B. For a Catholic, the second question is settled by the decree of the fifth Council of Lateran under Leo X in 1513 against the Averroists of the age: "The soul is immortal, and individually multipliable, and multiplied according to the multitude of the bodies into which it is infused." No Catholic can deny the immortality of the individual soul, or hold any view subversive of individual responsibility, as though saint and sinner alike were automata, administered by an intelligence and will foreign to themselves. The one really Universal Intellect is that of God; and the Divine Mind works upon our mortal minds, not formally, as a constituent of them, but efficiently, as guiding them, while respecting their native liberty. In his work, De animae beatitudine cap. iii, Averroes says very justly that the active intellect is so called, not merely in an efficient, but in a formal sense. "The active intellect is a cause in regard of the potential intellect not only by way of efficiency and movement, but also by way of final perfection, that is, by way of form and consummation" (p. 151). It would then be pantheism, which even Averroes avoids, to make God the 'active intellect' of the world, in the Aristotelian sense. But God is the efficiently illuminating intellect of all other intellects. The modus operandi whereby God acts upon the minds of mortal men, whether indirectly through sensible objects, or in any more direct way, is an interesting and comparatively unexplored region of psychology. The intellectual is allowed on all hands to be the universal; and the universal is our natural avenue to the divine. "Material forms," says Averroes, "when abstracted in the soul from their matters, become science and understanding; and understanding is nothing else than forms abstracted from matter, nothing else than a comprehension of things understood, nothing else than a comprehension of the order of the world" (Destructio destructionum, disp. 6, p. 86). He goes on to show how intellect is impeded and retarded by having to study these forms in matter.
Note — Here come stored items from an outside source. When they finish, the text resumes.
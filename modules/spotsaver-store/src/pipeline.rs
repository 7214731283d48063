//! Search, tag filtering and sorting for the spot list.
//!
//! Pure functions over the full in-memory collection. Nothing is cached: the
//! display list is derived from scratch on every read.

use std::cmp::Ordering;
use std::collections::BTreeSet;

use icu_collator::{Collator, CollatorOptions};
use serde::{Deserialize, Serialize};

use spotsaver_common::{SortKey, Spot};

// ---------------------------------------------------------------------------
// Types
// ---------------------------------------------------------------------------

/// The list view's inputs: free-text search, selected tags, sort key.
#[derive(Debug, Clone, Default, PartialEq, Serialize, Deserialize)]
pub struct SpotQuery {
    pub search: String,
    pub tags: Vec<String>,
    pub sort: SortKey,
}

impl SpotQuery {
    pub fn new(search: impl Into<String>, tags: Vec<String>, sort: SortKey) -> Self {
        Self {
            search: search.into(),
            tags,
            sort,
        }
    }

    /// Select the tag if it is not selected, deselect it otherwise.
    pub fn toggle_tag(&mut self, tag: &str) {
        if let Some(pos) = self.tags.iter().position(|t| t == tag) {
            self.tags.remove(pos);
        } else {
            self.tags.push(tag.to_string());
        }
    }

    pub fn clear(&mut self) {
        *self = SpotQuery::default();
    }

    pub fn has_active_filters(&self) -> bool {
        !self.search.is_empty() || !self.tags.is_empty() || self.sort != SortKey::Recent
    }
}

/// Header counters.
#[derive(Debug, Clone, Copy, Default, PartialEq, Eq, Serialize)]
pub struct SpotStats {
    pub total: usize,
    pub visited: usize,
}

// ---------------------------------------------------------------------------
// Predicates
// ---------------------------------------------------------------------------

/// Case-insensitive substring match on name, location or notes.
pub fn matches_search(spot: &Spot, search: &str) -> bool {
    if search.is_empty() {
        return true;
    }
    let needle = search.to_lowercase();
    spot.name.to_lowercase().contains(&needle)
        || spot.location.to_lowercase().contains(&needle)
        || spot.notes_or_empty().to_lowercase().contains(&needle)
}

/// True when no tags are selected or the spot carries at least one of them.
pub fn matches_tags(spot: &Spot, selected: &[String]) -> bool {
    selected.is_empty() || selected.iter().any(|t| spot.tags.contains(t))
}

// ---------------------------------------------------------------------------
// Ordering
// ---------------------------------------------------------------------------

thread_local! {
    static COLLATOR: Option<Collator> =
        Collator::try_new(&Default::default(), CollatorOptions::new()).ok();
}

/// CLDR root collation at tertiary strength: accents and case only break
/// ties, and lowercase sorts before uppercase.
pub fn locale_cmp(a: &str, b: &str) -> Ordering {
    COLLATOR
        .with(|collator| match collator {
            Some(collator) => collator.compare(a, b),
            None => a.to_lowercase().cmp(&b.to_lowercase()).then_with(|| b.cmp(a)),
        })
        .then_with(|| a.cmp(b))
}

fn compare(sort: SortKey, a: &Spot, b: &Spot) -> Ordering {
    match sort {
        SortKey::Name => locale_cmp(&a.name, &b.name),
        SortKey::Location => locale_cmp(&a.location, &b.location),
        SortKey::Rating => {
            let ra = a.rating.map(|r| r.value()).unwrap_or(0);
            let rb = b.rating.map(|r| r.value()).unwrap_or(0);
            rb.cmp(&ra)
        }
        SortKey::Recent => b.created_at.cmp(&a.created_at),
    }
}

// ---------------------------------------------------------------------------
// Pipeline
// ---------------------------------------------------------------------------

/// Filter by search and tags, then sort. The sort is stable, so ties keep
/// the collection's own (most-recent-first) order.
pub fn filter_spots<'a, I>(spots: I, query: &SpotQuery) -> Vec<&'a Spot>
where
    I: IntoIterator<Item = &'a Spot>,
{
    let mut filtered: Vec<&Spot> = spots
        .into_iter()
        .filter(|s| matches_search(s, &query.search) && matches_tags(s, &query.tags))
        .collect();

    filtered.sort_by(|a, b| compare(query.sort, a, b));
    filtered
}

/// Every tag in use, deduplicated, in ascending order.
pub fn available_tags<'a, I>(spots: I) -> Vec<String>
where
    I: IntoIterator<Item = &'a Spot>,
{
    spots
        .into_iter()
        .flat_map(|s| s.tags.iter().cloned())
        .collect::<BTreeSet<String>>()
        .into_iter()
        .collect()
}

pub fn stats<'a, I>(spots: I) -> SpotStats
where
    I: IntoIterator<Item = &'a Spot>,
{
    spots.into_iter().fold(SpotStats::default(), |mut acc, s| {
        acc.total += 1;
        if s.is_visited() {
            acc.visited += 1;
        }
        acc
    })
}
Mental experience, a witness too little heard in this discussion, reveals to us this fact, that the more absorbed we are in intellectual occupation, the more forgetful we are of ourselves. Aristotle places happiness in contemplation; and contemplation is a process of being universalised and de-individualised. The pathê of our animal organism, our bodily needs and apprehensions, drive us back upon ourselves. Happiness puts us out of ourselves: misery is a painful consciousness of self. Some such painful isolation in the next world, some state in which the soul is driven in upon itself, excluded from the universal truth and universal good, and as it were crushed within its own individuality, may be the penal consequence of selfishness and sin.

Phantastic and objectionable on many points as Averroes is, there is a world of thought in Averroism; and his great opponent St Thomas owes not a little to the Commentator. Renan indeed goes the length of saying: Albert (Albertus Magnus) doit tout à Avicenne; Saint Thomas, comme philosophe, presque tout à l'Averroisme (Averroes et l'Averroisme p. 236).

The reader may consult Roger Bede Vaughan's St Thomas of Aquin (Longmans, 1875), vol. I, pp. 300, 301, for Averroes's doctrine of the passive and active intellect; and vol. II, pp. 799-809, for an analysis of St Thomas's Opuculum de unitate intellectus.